In-Class Exercise 3.7:

  1. Consider the following unbalanced tree:

    Perform a left rotation of node 8. Then perform a rotation of node 8 into the root position.

  2. For review purposes (this part does not need to be submitted), write down the (recursive) pseudocode for binary-search-tree insertion, without looking at any notes. Then insert D G B C A E F in that order. How does the stack change when inserting F?
 

Insertion in an AVL tree:

  • Pseudocode:
    
    Algorithm: insert (key, value)
    Input: key-value pair
    1.   if tree is empty
    2.     create new root with key-value pair;
    3.     return
    4.   endif
         // Otherwise use recursive insertion 
    5.   root = recursiveInsert (root, key, value)
      

    
    Algorithm: recursiveInsert (node, key, value)
    Input: subtree root (node), key-value pair
         // Bottom out of recursion 
    1.   if node is empty
    2.     create new node with key-value pair and return it;
    3.   endif
         // Otherwise, insert on appropriate side 
    4.   if key < node.key
           // First insert. 
    5.     node.left = recursiveInsert (node.left, key, value)
    6.     // Then, check whether to balance. 
    7.     if height(node.left) - height(node.right) > 1
    8.       if insertion occurred on left side of node.left
    9.         node = rotateLeftChild (node)
    10.      else
    11.        node = doubleRotateLeftChild (node)
    12.      endif
    13.    endif
    14.  else
           // Insert on right side 
    15.    node.right = recursiveInsert (node.right, key, value)
           // Check balance. 
    16.    if (height(node.right) - height(node.left) > 1
    17.      if insertion occurred on right side of node.right
    18.        node = rotateRightChild (node)
    19.      else
    20.        node = doubleRotateRightChild (node)
    21.      endif
    22.    endif
    23.  endif
    24.  recomputeHeight (node);
    25.  return node;
    Output: pointer to subtree
      

  • Example: insert D A C B E F G

  • A red-outlined node indicates the currently active node during recursion (not every step is shown).
    • Inserting "A"

    • Inserting "C"

    • Inserting "C" (recursion back up at "D")
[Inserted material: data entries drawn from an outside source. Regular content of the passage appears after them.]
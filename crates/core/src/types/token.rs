//! Random handoff identifiers.
//!
//! Both identifiers are generated from `rand`'s thread-local CSPRNG (seeded
//! from the operating system) and rendered as lower-case hex.

use core::fmt;

use serde::{Deserialize, Serialize};

/// Errors that can occur when parsing a token.
#[derive(thiserror::Error, Debug, Clone, PartialEq, Eq)]
pub enum TokenError {
    /// Wrong number of characters.
    #[error("expected {expected} hex characters, got {actual}")]
    Length {
        /// Required length.
        expected: usize,
        /// Length received.
        actual: usize,
    },
    /// Contains a non-hex character.
    #[error("token must be lower-case hex")]
    NotHex,
}

fn parse_hex(s: &str, expected: usize) -> Result<String, TokenError> {
    if s.len() != expected {
        return Err(TokenError::Length {
            expected,
            actual: s.len(),
        });
    }
    if !s.bytes().all(|b| b.is_ascii_digit() || (b'a'..=b'f').contains(&b)) {
        return Err(TokenError::NotHex);
    }
    Ok(s.to_owned())
}

/// Primary lookup key of a handoff record: 256 bits, 64 hex characters.
#[derive(Clone, PartialEq, Eq, Hash, Serialize, Deserialize)]
#[serde(try_from = "String", into = "String")]
pub struct DataKey(String);

impl DataKey {
    /// Number of random bytes.
    pub const BYTES: usize = 32;
    /// Length of the hex form.
    pub const HEX_LEN: usize = Self::BYTES * 2;

    /// Generate a fresh random key.
    #[must_use]
    pub fn generate() -> Self {
        let bytes: [u8; Self::BYTES] = rand::random();
        Self(hex::encode(bytes))
    }

    /// Parse a key received from a client.
    ///
    /// # Errors
    ///
    /// Returns an error unless the input is exactly 64 lower-case hex characters.
    pub fn parse(s: &str) -> Result<Self, TokenError> {
        parse_hex(s, Self::HEX_LEN).map(Self)
    }

    /// Returns the key as a string slice.
    #[must_use]
    pub fn as_str(&self) -> &str {
        &self.0
    }
}

// Keys grant access to stored content; keep them out of logs.
impl fmt::Debug for DataKey {
    fn fmt(&self, f: &mut fmt::Formatter<'_>) -> fmt::Result {
        let prefix = self.0.get(..8).unwrap_or_default();
        write!(f, "DataKey({prefix}…)")
    }
}

impl fmt::Display for DataKey {
    fn fmt(&self, f: &mut fmt::Formatter<'_>) -> fmt::Result {
        f.write_str(&self.0)
    }
}

impl TryFrom<String> for DataKey {
    type Error = TokenError;

    fn try_from(value: String) -> Result<Self, Self::Error> {
        Self::parse(&value)
    }
}

impl From<DataKey> for String {
    fn from(key: DataKey) -> Self {
        key.0
    }
}

/// Random session identifier attached to a handoff record: 128 bits, 32 hex characters.
#[derive(Debug, Clone, PartialEq, Eq, Hash, Serialize, Deserialize)]
#[serde(try_from = "String", into = "String")]
pub struct SessionId(String);

impl SessionId {
    /// Number of random bytes.
    pub const BYTES: usize = 16;
    /// Length of the hex form.
    pub const HEX_LEN: usize = Self::BYTES * 2;

    /// Generate a fresh random session id.
    #[must_use]
    pub fn generate() -> Self {
        let bytes: [u8; Self::BYTES] = rand::random();
        Self(hex::encode(bytes))
    }

    /// Parse a session id.
    ///
    /// # Errors
    ///
    /// Returns an error unless the input is exactly 32 lower-case hex characters.
    pub fn parse(s: &str) -> Result<Self, TokenError> {
        parse_hex(s, Self::HEX_LEN).map(Self)
    }

    /// Returns the id as a string slice.
    #[must_use]
    pub fn as_str(&self) -> &str {
        &self.0
    }
}

impl fmt::Display for SessionId {
    fn fmt(&self, f: &mut fmt::Formatter<'_>) -> fmt::Result {
        f.write_str(&self.0)
    }
}

impl TryFrom<String> for SessionId {
    type Error = TokenError;

    fn try_from(value: String) -> Result<Self, Self::Error> {
        Self::parse(&value)
    }
}

impl From<SessionId> for String {
    fn from(id: SessionId) -> Self {
        id.0
    }
}
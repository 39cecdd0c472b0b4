//! Askama filters for the Liquid section template.
//!
//! Text written into a Liquid asset must not open a Liquid tag or output, so
//! every `{` in user-supplied text is rewritten before Shopify sees it.

#![allow(clippy::unnecessary_wraps)]

use std::fmt::Display;

/// Replace `{` with its HTML character reference.
///
/// Apply after `escape("html")`: `{{ name|escape("html")|liquid_inert }}`.
#[askama::filter_fn]
pub fn liquid_inert(value: impl Display, _env: &dyn askama::Values) -> askama::Result<String> {
    Ok(value.to_string().replace('{', "&#123;"))
}

/// Escape `{` inside the string literals of a JSON document.
///
/// Usage in templates: `{{ variants_json|liquid_json }}`
#[askama::filter_fn]
pub fn liquid_json(value: impl Display, _env: &dyn askama::Values) -> askama::Result<String> {
    Ok(escape_json_braces(&value.to_string()))
}

/// Rewrite `{` as `\u007b` wherever it appears inside a JSON string.
///
/// Structural braces are left alone, so the document parses to the same value.
#[must_use]
pub fn escape_json_braces(json: &str) -> String {
    let mut out = String::with_capacity(json.len());
    let mut in_string = false;
    let mut escaped = false;

    for c in json.chars() {
        if in_string {
            if escaped {
                escaped = false;
            } else if c == '\\' {
                escaped = true;
            } else if c == '"' {
                in_string = false;
            } else if c == '{' {
                out.push_str("\\u007b");
                continue;
            }
        } else if c == '"' {
            in_string = true;
        }
        out.push(c);
    }

    out
}

#[cfg(test)]
mod tests {
    use super::*;
    use serde_json::json;

    #[test]
    fn test_json_braces_escaped_only_in_strings() {
        let value = json!([{"name": "Red {{ x", "note": "{% endschema %}"}]);
        let escaped = escape_json_braces(&value.to_string());

        assert!(!escaped.contains("{{"));
        assert!(!escaped.contains("{%"));
        assert!(escaped.starts_with("[{\""));

        let parsed: serde_json::Value = serde_json::from_str(&escaped).expect("valid json");
        assert_eq!(parsed, value);
    }

    #[test]
    fn test_json_escaped_quotes_do_not_end_string() {
        let value = json!({"a": "say \"{{ hi }}\""});
        let escaped = escape_json_braces(&value.to_string());
        assert!(!escaped.contains("{{"));
        assert_eq!(
            serde_json::from_str::<serde_json::Value>(&escaped).expect("json"),
            value
        );
    }
}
    • Inserting "C": Rebalance required at "D", leftheight=2, rightheight=0, double-rotate left-child

    • Inserting "C": after double rotation

    • Inserting "B":

    • Inserting "B": recursion back up at "C" (no rebalancing needed)

    • After inserting "E" and then "F":

    • Inserting "F": recursion back up at "D" (requires rebalancing: rotate right child)

    • Inserting "F": after rotation

    • Final tree after inserting "G"

Search: same as in binary search tree.

Deletion: complicated (not covered here).
 

Analysis:

  • Cost of balancing adds no more than O(h), where h is the worst tree height.
  • Because the AVL tree remains balanced, insertion and search require O(log(n)) time per operation.
  • Extra space in each node required for storing height.
          ⇒ O(n) extra space.

In practice:

  • AVL trees are rarely used because of the difficulty of deletion, and because of the height-maintenance overhead.
  • Options: multiway trees, red-black trees, or self-adjusting binary trees.
 


3.4   Multiway trees

 

About multiway trees:

  • In a binary tree: only one key per node.

  • In a multiway tree: many keys per node (and many pointers).

  • We will study a specific kind of multiway tree where all leaf nodes will be at the same level.
          ⇒ always balanced.

  • Associate a number m, called the degree of the tree.

  • Node size: each node can contain at most 2m-1 keys.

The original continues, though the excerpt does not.